Dari Sejarah Alkitab Indonesia
Sebelum kita meneruskan pembicaraan tentang keistimewaan-keistimewaan Gereja Indonesia pada zaman kolonial ini, kita harus menyadari, bahwa dalam kalangan Protestan seluruh dunia pada waktu itu sedang nampak aliran-aliran yang menyadarkan Gereja akan kewajibannya untuk menyebarkan Injil. Dalam arti yang luas aliran-aliran tersebut berciri "Pietisme". Proses ini telah mulai kira-kira pada tahun 1700, ketika "pekabar-pekabar Injil Halle" dibawah kekuasaan Raja Denmark diizinkan memulai pekerjaannya di tempat yang letaknya dekat sekali pada jajahan-jajahan Belanda (VOC) di India Selatan. Malahan pada tahun 1740 dikirim orang-orang "persaudaraan Moravi" (Herrnhut) untuk melakukan pekabaran Injil di Indonesia. Akan tetapi mereka dilarang lakukan pekabaran Injil di Indonesia.
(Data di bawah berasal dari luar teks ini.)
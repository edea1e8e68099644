//! Line-oriented text controller.
//!
//! Plays the part of the input side: it owns a [`Game`], turns text
//! commands into selection changes, commits and passes, and lets the
//! computer sides answer after every human action.
//!
//! Responses follow a GTP-like framing: `=` for success, `?` for failure,
//! optionally followed by the numeric id the command was sent with.
//!
//! ## Supported Commands
//!
//! - `show` - Render the board
//! - `click <x> <y>` - Select the legal cell under a model-space point
//! - `select <layer> <index>` - Toggle the selection of a cell
//! - `commit` - Play the selected cell, then let computer sides move
//! - `pass` - Give up the turn
//! - `score` - Piece counts
//! - `legal` - Legal cells for the side to move, as `layer:index`
//! - `state` - Whose turn it is, or the result
//! - `list_commands` / `known_command <cmd>`
//! - `quit` - Exit the loop

use std::io::{self, BufRead, Write};

use tracing::debug;

use crate::error::ReversiError;
use crate::game::Game;
use crate::position::Position;

const KNOWN_COMMANDS: &[&str] = &[
    "click",
    "commit",
    "known_command",
    "legal",
    "list_commands",
    "pass",
    "quit",
    "score",
    "select",
    "show",
    "state",
];

pub struct Console {
    game: Game,
}

impl Console {
    pub fn new(game: Game) -> Self {
        Self { game }
    }

    pub fn game(&self) -> &Game {
        &self.game
    }

    /// Run the command loop until `quit` or end of input.
    ///
    /// Computer sides get to move before the first command is read, so a
    /// game with an AI as black opens with its move.
    pub fn run<R: BufRead, W: Write>(&mut self, input: R, mut output: W) -> io::Result<()> {
        if let Err(e) = self.game.tick() {
            writeln!(output, "? {e}\n")?;
        }

        for line in input.lines() {
            let line = line?;

            // Skip empty lines and comments
            let line = line.trim();
            if line.is_empty() || line.starts_with('#') {
                continue;
            }

            let (id, command_line) = Self::parse_id(line);
            let parts: Vec<&str> = command_line.split_whitespace().collect();
            let Some((command, args)) = parts.split_first() else {
                continue;
            };
            let command = command.to_lowercase();

            let (success, message) = self.execute(&command, args);
            let prefix = if success { '=' } else { '?' };
            let id_str = id.map(|i| i.to_string()).unwrap_or_default();

            writeln!(output, "{prefix}{id_str} {message}\n")?;
            output.flush()?;

            if command == "quit" {
                break;
            }
        }
        Ok(())
    }

    /// Split an optional numeric command id off the front of the line.
    fn parse_id(line: &str) -> (Option<u32>, &str) {
        let trimmed = line.trim();
        let end = trimmed
            .find(|c: char| !c.is_ascii_digit())
            .unwrap_or(trimmed.len());
        if end > 0 {
            if let Ok(id) = trimmed[..end].parse::<u32>() {
                return (Some(id), trimmed[end..].trim());
            }
        }
        (None, trimmed)
    }

    fn failure(e: ReversiError) -> (bool, String) {
        (false, e.to_string())
    }

    /// Let computer sides answer, then report the state.
    fn advance(&mut self) -> (bool, String) {
        match self.game.tick() {
            Ok(plies) => {
                debug!(plies, "computer sides moved");
                (true, self.game.state().to_string())
            }
            Err(e) => Self::failure(e),
        }
    }

    /// Execute one command and return (success, response).
    fn execute(&mut self, command: &str, args: &[&str]) -> (bool, String) {
        match command {
            "list_commands" => (true, KNOWN_COMMANDS.join("\n")),

            "known_command" => {
                let Some(name) = args.first() else {
                    return (false, "missing argument".to_string());
                };
                let known = KNOWN_COMMANDS.contains(&name.to_lowercase().as_str());
                (true, known.to_string())
            }

            "quit" => (true, String::new()),

            "show" => (true, format!("\n{}", self.game.board())),

            "state" => (true, self.game.state().to_string()),

            "score" => {
                let (black, white) = self.game.score();
                (true, format!("black {black} white {white}"))
            }

            "legal" => {
                let board = self.game.board();
                let cells: Vec<String> = board
                    .legal_cells()
                    .into_iter()
                    .filter_map(|id| board.coordinates(id).ok())
                    .map(|(layer, index)| format!("{layer}:{index}"))
                    .collect();
                (true, cells.join(" "))
            }

            "click" => {
                let [x, y] = args else {
                    return (false, "usage: click <x> <y>".to_string());
                };
                let (Ok(x), Ok(y)) = (x.parse::<f64>(), y.parse::<f64>()) else {
                    return (false, "invalid coordinates".to_string());
                };
                match self.game.select_at(&Position::cartesian(x, y)) {
                    Some(id) => match self.game.preview_score(id) {
                        Ok(flips) => (true, format!("selected {id} flips {flips}")),
                        Err(e) => Self::failure(e),
                    },
                    None => (true, "cleared".to_string()),
                }
            }

            "select" => {
                let [layer, index] = args else {
                    return (false, "usage: select <layer> <index>".to_string());
                };
                let (Ok(layer), Ok(index)) = (layer.parse::<usize>(), index.parse::<usize>())
                else {
                    return (false, "invalid layer or index".to_string());
                };
                let toggled = self
                    .game
                    .board()
                    .cell_id(layer, index)
                    .and_then(|id| self.game.toggle_selection(id));
                match toggled {
                    Ok(true) => (true, "selected".to_string()),
                    Ok(false) => (true, "deselected".to_string()),
                    Err(e) => Self::failure(e),
                }
            }

            "commit" => {
                if self.game.selection().is_empty() {
                    return (false, "nothing selected".to_string());
                }
                self.advance()
            }

            "pass" => {
                if self.game.state().is_terminal() {
                    return (false, format!("the game is over ({})", self.game.state()));
                }
                self.game.pass();
                self.advance()
            }

            _ => (false, format!("unknown command: {command}")),
        }
    }
}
Akan tetapi mereka dilarang masuk baik oleh kalangan pemerintah maupun oleh kalangan Gereja.
Salah seorang dari para pekabar Injil yang pertama, A. Supper mendirikan pada tahun 1814 di Jakarta Balai Alkitab Indonesia dengan Raffles sebagai pelindung, pada tahun 1815 "Perkumpulan Pembantu Pekabaran Injil". Beberapa tahun kemudian terbentuk "Perkumpulan Pembantu Pekabaran Injil" di Ambon (1821) dan Timor (1823), bahkan di Surabaya muncul juga suatu perkumpulan pembantu pekabaran Injil diantara penduduk kota Surabaya, yang benar-benar dilahirkan oleh jiwa pietisme (1815). Kemudian pada tahun 1851 di Jakarta muncul suatu perkumpulan semacam ini, yang melakukan pekerjaan berharga: "Perkumpulan untuk Perkabaran Injil didalam dan diluar Gereja". Tidak dapat disangkal bahwa sejarah Gereja pada abad ke-19 di Indonesia sangat dipengaruhi oleh golongan-golongan itu yang sadar akan panggilan pribadi serta hendak mewujudkannya ber-sama-sama. Sikap hidup dan kepercayaan yang bersifat pietisme meninggalkan bekas-bekasnya dalam khotbah dan pemeliharaan jiwa dan dalam perhubungan dengan sesama manusia. Memang tampaklah juga dipihak lain beberapa corak pietisme yang tidak diterima diantaranya misalnya sikap acuh tak acuh terhadap gereja resmi dan peraturan-peraturannya. Oleh karena terlalu dipentingkan hal kerohanian, maka seringkali dilupakan untuk meletakkan batu-batu yang pertama bagi organisasi dan pembangunan jemaat serta Gereja. Hal ini baru pada abad ke-20 memperoleh perhatian yang seperlunya.